Nothing to do with your admission chances, but I think that for some people in STEM programs, GPA is not as good a predictor of success in law school. Which doesn't help you get in, but may be a factor to consider in your self assessment about whether law school is for you or not, why did you get the GPA you did.

I found this article (from a US perspective) interesting, including some comments like:

"A second reason STEM (but not EAF) may be a positive predictor is that STEM courses often feature a lower grading curve, making a STEM major's 3.3 UGPA more impressive than a 3.3 in history; STEM courses typically give out fewer As and more C (or lower) grades. Thus, among students with identical UGPAs, the STEM majors show more potential – which may explain why STEM is a somewhat larger plus than EAF, in which the grading curves typically are not unusually tough...." [emphasis added]

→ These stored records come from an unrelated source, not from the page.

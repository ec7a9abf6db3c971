//! Discharge evaluation

use crate::Dashboard;
use baymax_diagnostics::{BaymaxError, Operation, Result};
use baymax_model::{DISCHARGE_ERROR_JUSTIFICATION, DischargeStatus};

impl Dashboard {
    /// Ask the backend whether the selected patient can be discharged.
    ///
    /// Any failure produces [`DischargeStatus::failed`], so the result is
    /// always displayable.
    pub async fn evaluate_discharge(&self) -> Result<DischargeStatus> {
        let _guard = self.begin(Operation::DischargeCheck)?;
        let ticket = self.ticket()?;
        self.state.lock().discharge = None;

        let status = match self.api.evaluate_discharge(&ticket.patient_id).await {
            Ok(status) => status,
            Err(e) => {
                let err =
                    BaymaxError::discharge(DISCHARGE_ERROR_JUSTIFICATION).with_context(e.to_string());
                log::warn!("{err}: {e}");
                DischargeStatus::failed()
            }
        };

        let mut state = self.state.lock();
        if !state.is_current(&ticket) {
            return Err(BaymaxError::Superseded {
                patient_id: ticket.patient_id,
            });
        }
        state.discharge = Some(status.clone());
        Ok(status)
    }
}
//! Terminal views of dashboard panels

use baymax_dashboard::DirectoryState;
use baymax_model::{AiSummary, DischargeStatus, DrugOrderResult, PatientRecord, SummaryPanel};
use baymax_render::{
    DischargeTone, InteractionSeverity, ai_summary_entries, format_free_text, summary_sections,
};
use chrono::NaiveDate;
use colored::Colorize;
use std::fmt::Write;

/// Numbered patient list; the selected patient is marked
pub fn patients(records: &[PatientRecord], selected: Option<&str>) -> String {
    if records.is_empty() {
        return "No patients found.".to_string();
    }
    let mut out = String::new();
    for (i, record) in records.iter().enumerate() {
        let marker = if Some(record.id()) == selected { "*" } else { " " };
        let _ = writeln!(
            out,
            "{marker} {:>3}. {}  {}",
            i + 1,
            record.display_name().bold(),
            record.id().dimmed()
        );
    }
    out
}

/// Directory panel, including the blocking error state
pub fn directory(state: &DirectoryState, selected: Option<&str>) -> String {
    match state {
        DirectoryState::NotLoaded | DirectoryState::Loading => "Loading patients...".to_string(),
        DirectoryState::Failed(message) => message.red().to_string(),
        DirectoryState::Loaded(records) => patients(records, selected),
    }
}

pub fn summary(panel: &SummaryPanel, patient: Option<&PatientRecord>, today: NaiveDate) -> String {
    let Some(patient) = patient else {
        return "No patient selected.".to_string();
    };

    let mut out = String::new();
    let _ = writeln!(out, "{} {}", "Selected:".bold(), patient.display_name());
    match panel {
        SummaryPanel::Empty | SummaryPanel::Loading => {
            let _ = writeln!(out, "{}", "Loading summary...".blue());
        }
        SummaryPanel::Failed { error } => {
            let _ = writeln!(out, "{}", error.red());
        }
        SummaryPanel::Ready(summary) => {
            for section in summary_sections(summary, today) {
                let _ = writeln!(out, "\n{}", section.title.bold().underline());
                for item in &section.items {
                    let _ = writeln!(out, "  {}", item.text);
                    if let Some(detail) = &item.detail {
                        let _ = writeln!(out, "    {}", detail.dimmed());
                    }
                }
            }
        }
    }
    out
}

pub fn drug_order(result: &DrugOrderResult) -> String {
    let mut out = String::new();
    let _ = writeln!(out, "{}", "Drug Interaction Check".bold().underline());
    if result.interactions().is_empty() {
        let _ = writeln!(out, "  {}", "No known interactions. All clear!".green());
    }
    for interaction in result.interactions() {
        let severity = InteractionSeverity::of(interaction);
        let _ = writeln!(out, "  - {}", severity.paint(&interaction.interaction));
    }

    if let Some(contraindications) = result.contraindications() {
        let _ = writeln!(out, "\n{}", "Contraindications".bold().underline());
        if contraindications.is_empty() {
            let _ = writeln!(out, "  {}", "No contraindications found.".green());
        }
        for item in contraindications {
            let _ = writeln!(out, "  - {}", item.text.red());
            let _ = writeln!(out, "    Similarity Score: {:.2}", item.similarity);
        }
    }

    if let Some(assessment) = result.ai_assessment() {
        let _ = writeln!(out, "\n{}", "AI Assessment".bold().underline());
        out.push_str(&format_free_text(assessment).to_terminal());
    }
    out
}

pub fn discharge(status: &DischargeStatus) -> String {
    format!(
        "{} {}\n{} {}\n",
        "Decision:".bold(),
        DischargeTone::of(status).paint(&status.decision),
        "Justification:".bold(),
        status.justification
    )
}

pub fn ai_summary(summary: &AiSummary) -> String {
    let mut out = String::new();
    for entry in ai_summary_entries(summary) {
        if let Some(heading) = &entry.heading {
            let _ = writeln!(out, "{}", heading.bold());
        }
        let _ = writeln!(out, "{}\n", entry.body);
    }
    out
}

http://scholar.law.colorado.edu/cgi/viewcontent.cgi?article=1651&context=articles

Ha! :rolleyes:

Damn. I understand the logic of affirmative action leading to lower performance in blacks/latinos, but I didn't expect it for the Asians. Did the stereotypes get it wrong, or have the best and the brightest Asians all gone to med school instead?

 

Also, EAF arguably containing weaker students, yet half the people in my classes are pants-on-head retarded. Are other programs that much worse?